Sławomir Wróbel zapytany o to czy czuje się bohaterem – bohater słabo brzmi bo ja nie chciałem żeby taka sytuacja w ogóle się wydarzyła. Zostałem zaatakowany 1 sierpnia na Powązkach wojskowych blisko grobu pułkownika Kuklińskiego.(…) Przyjechałem do Polski, ponieważ chciałem przeżyć klimat powstania w końcu w ojczyźnie – mówił prezes stowarzyszenia „Great Poland”
– Gdy wychodziłem już z cmentarza na środku alei stał Aleksander Jabłonowski – zaczyna opowiadać zajście Sławomir Wróbel.
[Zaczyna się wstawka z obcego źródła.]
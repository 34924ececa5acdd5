//! # lsb_stego 库
//!
//! 本库包含 LSB 隐写工具的核心逻辑：把秘密图像或文本逐位写入载体图像像素的最低有效位，
//! 以及按相同的行优先顺序把它们读回来。
//!
//! 载体中不写入任何头部，提取时必须已知载荷类型与秘密图像尺寸。
//! 结果只能保存为无损格式 (PNG, BMP, TIFF 等)，有损压缩会抹掉隐藏的数据。

// 声明库包含的所有模块。

pub mod cli;
pub mod constants;
pub mod cursor;
pub mod error;
pub mod handler;
pub mod interactive;
pub mod pixel;
pub mod steganography;
pub mod storage;

pub use error::{Result, StegoError};
pub use pixel::{PixelGrid, PixelWord};
//! # 交互模式模块
//!
//! 逐项提示用户选择操作并输入路径、文本和尺寸，然后转交给 `handler` 中对应的处理函数。
//! 输入输出都是泛型的 `BufRead` / `Write`，便于测试。

use crate::cli::{EmbedImageArgs, EmbedTextArgs, ExtractImageArgs, ExtractTextArgs, Operation};
use crate::handler::{
    handle_embed_image, handle_embed_text, handle_extract_image, handle_extract_text,
};
use anyhow::{Context, Result};
use std::io::{BufRead, Write};
use std::path::PathBuf;

/// 运行一次交互会话。
///
/// # Errors
///
/// * 选择了无法识别的操作 (`StegoError::InvalidSelection`)，此时不会读写任何文件。
/// * 输入提前结束，或宽高不是合法的正整数。
/// * 所选处理函数返回的任何错误。
pub fn run_interactive<R: BufRead, W: Write>(input: &mut R, out: &mut W) -> Result<()> {
    writeln!(
        out,
        "Choose operation: (1) embed-image (2) embed-text (3) extract-image (4) extract-text"
    )?;
    let choice = ask(input, out, "Enter 1-4: ")?;
    let operation: Operation = choice.parse()?;
    log::debug!("interactive operation: {operation}");

    match operation {
        Operation::EmbedImage => {
            let carrier = ask_path(input, out, "Cover image: ")?;
            let secret = ask_path(input, out, "Secret image to embed: ")?;
            let dest = ask_optional_path(input, out, "Output image (blank for default): ")?;
            handle_embed_image(
                EmbedImageArgs {
                    carrier,
                    secret,
                    dest,
                    force: false,
                },
                out,
            )
        }
        Operation::EmbedText => {
            let carrier = ask_path(input, out, "Cover image: ")?;
            let text = ask(input, out, "Text to embed: ")?;
            let dest = ask_optional_path(input, out, "Output image (blank for default): ")?;
            handle_embed_text(EmbedTextArgs {
                carrier,
                text: Some(text),
                text_file: None,
                dest,
                force: false,
            })
        }
        Operation::ExtractImage => {
            let carrier = ask_path(input, out, "Image with hidden data: ")?;
            let width = ask_dimension(input, out, "Width of the secret image: ")?;
            let height = ask_dimension(input, out, "Height of the secret image: ")?;
            let dest = ask_optional_path(input, out, "Output image (blank for default): ")?;
            handle_extract_image(ExtractImageArgs {
                carrier,
                width,
                height,
                dest,
                force: false,
            })
        }
        Operation::ExtractText => {
            let carrier = ask_path(input, out, "Image with hidden data: ")?;
            write!(out, "Extracted text: ")?;
            handle_extract_text(ExtractTextArgs { carrier }, out)
        }
    }
}

fn ask<R: BufRead, W: Write>(input: &mut R, out: &mut W, question: &str) -> Result<String> {
    write!(out, "{question}")?;
    out.flush()?;

    let mut line = String::new();
    let read = input.read_line(&mut line).context("Unable to read input")?;
    anyhow::ensure!(read > 0, "Unexpected end of input");
    Ok(line.trim_end_matches(['\r', '\n']).to_string())
}

fn ask_path<R: BufRead, W: Write>(input: &mut R, out: &mut W, question: &str) -> Result<PathBuf> {
    let answer = ask(input, out, question)?;
    let answer = answer.trim();
    anyhow::ensure!(!answer.is_empty(), "A file path is required");
    Ok(PathBuf::from(answer))
}

fn ask_optional_path<R: BufRead, W: Write>(
    input: &mut R,
    out: &mut W,
    question: &str,
) -> Result<Option<PathBuf>> {
    let answer = ask(input, out, question)?;
    let answer = answer.trim();
    Ok((!answer.is_empty()).then(|| PathBuf::from(answer)))
}

fn ask_dimension<R: BufRead, W: Write>(input: &mut R, out: &mut W, question: &str) -> Result<u32> {
    let answer = ask(input, out, question)?;
    answer
        .trim()
        .parse()
        .with_context(|| format!("'{}' is not a valid dimension", answer.trim()))
}

#[cfg(test)]
mod tests {
    use super::*;
    use crate::error::StegoError;
    use std::io::Cursor;

    #[test]
    fn invalid_choice_is_rejected() {
        let mut input = Cursor::new("9\n");
        let mut out = Vec::new();
        let err = run_interactive(&mut input, &mut out).unwrap_err();
        assert!(matches!(
            err.downcast_ref::<StegoError>(),
            Some(StegoError::InvalidSelection(_))
        ));
    }

    #[test]
    fn missing_answers_fail() {
        let mut input = Cursor::new("2\n");
        let mut out = Vec::new();
        let err = run_interactive(&mut input, &mut out).unwrap_err();
        assert!(err.to_string().contains("Unexpected end of input"));
    }

    #[test]
    fn dimensions_must_be_numbers() {
        let mut input = Cursor::new("3\ncover.png\nwide\n");
        let mut out = Vec::new();
        let err = run_interactive(&mut input, &mut out).unwrap_err();
        assert!(err.to_string().contains("not a valid dimension"));
    }
}
//! # 命令行接口模块
//!
//! 使用 `clap` 定义了程序的命令行结构，包括子命令和参数。
//! 所有用户通过命令行与程序交互的入口点都在此模块中定义。

use crate::error::StegoError;
use clap::{Parser, Subcommand};
use std::fmt;
use std::path::PathBuf;
use std::str::FromStr;

/// 一款基于 LSB (最低有效位) 隐写术的命令行工具，用于在无损格式图像 (如 PNG, BMP) 中隐藏或恢复图像与文本。
#[derive(Parser, Debug)]
#[command(
    version,
    about,
    long_about = "一款基于 LSB (最低有效位) 隐写术的命令行工具，用于在无损格式图像 (如 PNG, BMP) 中隐藏或恢复图像与文本。\n\
                  每个载体像素只承载 1 bit，载体中不写入任何头部：提取时必须已知载荷类型与秘密图像尺寸。"
)]
pub struct Cli {
    #[command(subcommand)]
    pub command: Commands,
}

/// 可用的子命令。
#[derive(Subcommand, Debug)]
pub enum Commands {
    /// 把一张秘密图像隐藏到载体图像中。
    EmbedImage(EmbedImageArgs),

    /// 把一段文本隐藏到载体图像中。
    EmbedText(EmbedTextArgs),

    /// 按给定尺寸从载体图像中恢复秘密图像。
    ExtractImage(ExtractImageArgs),

    /// 从载体图像中恢复隐藏的文本，并输出到标准输出。
    ExtractText(ExtractTextArgs),

    /// 显示载体图像能容纳的载荷大小。
    Capacity(CapacityArgs),

    /// 以问答方式选择操作并输入参数。
    Interactive,
}

/// 'embed-image' 命令所需的参数。
#[derive(Parser, Debug)]
pub struct EmbedImageArgs {
    /// 载体图像文件路径 (如 PNG, BMP)。
    #[arg(short, long)]
    pub carrier: PathBuf,

    /// 要隐藏的秘密图像文件路径。
    #[arg(short, long)]
    pub secret: PathBuf,

    /// 结果图像的输出路径。默认为载体所在目录下的 `doctored_<文件名>.png`。
    #[arg(short, long)]
    pub dest: Option<PathBuf>,

    /// 输出文件已存在时强制覆盖。
    #[arg(short, long)]
    pub force: bool,
}

/// 'embed-text' 命令所需的参数。
#[derive(Parser, Debug)]
pub struct EmbedTextArgs {
    /// 载体图像文件路径 (如 PNG, BMP)。
    #[arg(short, long)]
    pub carrier: PathBuf,

    /// 要隐藏的文本。
    #[arg(short, long, conflicts_with = "text_file", required_unless_present = "text_file")]
    pub text: Option<String>,

    /// 要隐藏的文本文件路径 (UTF-8)。
    #[arg(long)]
    pub text_file: Option<PathBuf>,

    /// 结果图像的输出路径。默认为载体所在目录下的 `doctored_<文件名>.png`。
    #[arg(short, long)]
    pub dest: Option<PathBuf>,

    /// 输出文件已存在时强制覆盖。
    #[arg(short, long)]
    pub force: bool,
}

/// 'extract-image' 命令所需的参数。
#[derive(Parser, Debug)]
pub struct ExtractImageArgs {
    /// 已隐藏秘密图像的载体文件路径。
    #[arg(short, long)]
    pub carrier: PathBuf,

    /// 秘密图像的宽度 (像素)。
    #[arg(short = 'W', long)]
    pub width: u32,

    /// 秘密图像的高度 (像素)。
    #[arg(short = 'H', long)]
    pub height: u32,

    /// 恢复图像的输出路径。默认为载体所在目录下的 `recovered_<文件名>.png`。
    #[arg(short, long)]
    pub dest: Option<PathBuf>,

    /// 输出文件已存在时强制覆盖。
    #[arg(short, long)]
    pub force: bool,
}

/// 'extract-text' 命令所需的参数。
#[derive(Parser, Debug)]
pub struct ExtractTextArgs {
    /// 已隐藏文本的载体文件路径。
    #[arg(short, long)]
    pub carrier: PathBuf,
}

/// 'capacity' 命令所需的参数。
#[derive(Parser, Debug)]
pub struct CapacityArgs {
    /// 载体图像文件路径。
    #[arg(short, long)]
    pub carrier: PathBuf,
}

/// 交互模式下可选择的四种操作。
#[derive(Debug, Clone, Copy, PartialEq, Eq)]
pub enum Operation {
    EmbedImage,
    EmbedText,
    ExtractImage,
    ExtractText,
}

impl Operation {
    pub const ALL: [Operation; 4] = [
        Operation::EmbedImage,
        Operation::EmbedText,
        Operation::ExtractImage,
        Operation::ExtractText,
    ];

    pub fn name(self) -> &'static str {
        match self {
            Operation::EmbedImage => "embed-image",
            Operation::EmbedText => "embed-text",
            Operation::ExtractImage => "extract-image",
            Operation::ExtractText => "extract-text",
        }
    }
}

impl fmt::Display for Operation {
    fn fmt(&self, f: &mut fmt::Formatter<'_>) -> fmt::Result {
        f.write_str(self.name())
    }
}

/// 接受菜单序号 (`1` 到 `4`) 或操作名称。
impl FromStr for Operation {
    type Err = StegoError;

    fn from_str(s: &str) -> Result<Self, Self::Err> {
        let choice = s.trim();
        if let Ok(number) = choice.parse::<usize>() {
            return number
                .checked_sub(1)
                .and_then(|index| Operation::ALL.get(index).copied())
                .ok_or_else(|| StegoError::InvalidSelection(choice.to_string()));
        }
        Operation::ALL
            .into_iter()
            .find(|op| op.name().eq_ignore_ascii_case(choice))
            .ok_or_else(|| StegoError::InvalidSelection(choice.to_string()))
    }
}

#[cfg(test)]
mod tests {
    use super::*;
    use clap::CommandFactory;

    #[test]
    fn cli_definition_is_valid() {
        Cli::command().debug_assert();
    }

    #[test]
    fn parses_menu_numbers_and_names() {
        assert_eq!("1".parse::<Operation>().unwrap(), Operation::EmbedImage);
        assert_eq!(" 4 ".parse::<Operation>().unwrap(), Operation::ExtractText);
        assert_eq!(
            "Extract-Image".parse::<Operation>().unwrap(),
            Operation::ExtractImage
        );
    }

    #[test]
    fn rejects_unknown_choices() {
        for choice in ["0", "5", "", "hide"] {
            assert!(matches!(
                choice.parse::<Operation>(),
                Err(StegoError::InvalidSelection(_))
            ));
        }
    }

    #[test]
    fn embed_text_needs_exactly_one_source() {
        assert!(Cli::try_parse_from(["lsb_stego", "embed-text", "-c", "a.png"]).is_err());
        assert!(
            Cli::try_parse_from([
                "lsb_stego",
                "embed-text",
                "-c",
                "a.png",
                "-t",
                "hi",
                "--text-file",
                "b.txt"
            ])
            .is_err()
        );
        assert!(Cli::try_parse_from(["lsb_stego", "embed-text", "-c", "a.png", "-t", "hi"]).is_ok());
    }
}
– Zostałem zapytany, czy chcę z nim zdjęcie. Na co odpowiedziałem – Ja nie chcę z panem zdjęcia, ponieważ z pana mocodawcami mi nie po drodze.(…) Po tych słowach Jabłonowski wpadł w furie –.
– Po jego ataku na szczęście powstrzymałem się od ostrzejszych reakcji. Argument siły powinien być ostatnim, szczególnie w taki dzień i w takich okolicznościach – komentuje Sławomir Wróbel atak na swoją osobę
Pytany, czy znał wcześniej Aleksandra Jabłonowskiego odpowiedział – Ja nie wiem kim ten pan jest dokładnie, ale przed wojną ludzie związani z komunistami nie mieli praw honorowych –.
Ja zgłosiłem atak pana Jabłonowski, czy też olszańskiego też jak się naprawdę nazywa na policję. Będę również kierował sprawę do prokuratury, że w tym miejscu i czasie doszło do tak bulwersujących czynów. Chce takich fałszywych patriotów eliminować z życia publicznego – zapowiedział Wróbel.
Wszystkie zachowania pana Jabłonowskiego miały na celu zyskanie rozgłosu – uważa Sławomir Wróbel. (…) On był przygotowany na tą sytuację, bo chwile przed atakiem na mnie zawołał kolegę i powiedział filmuj to –.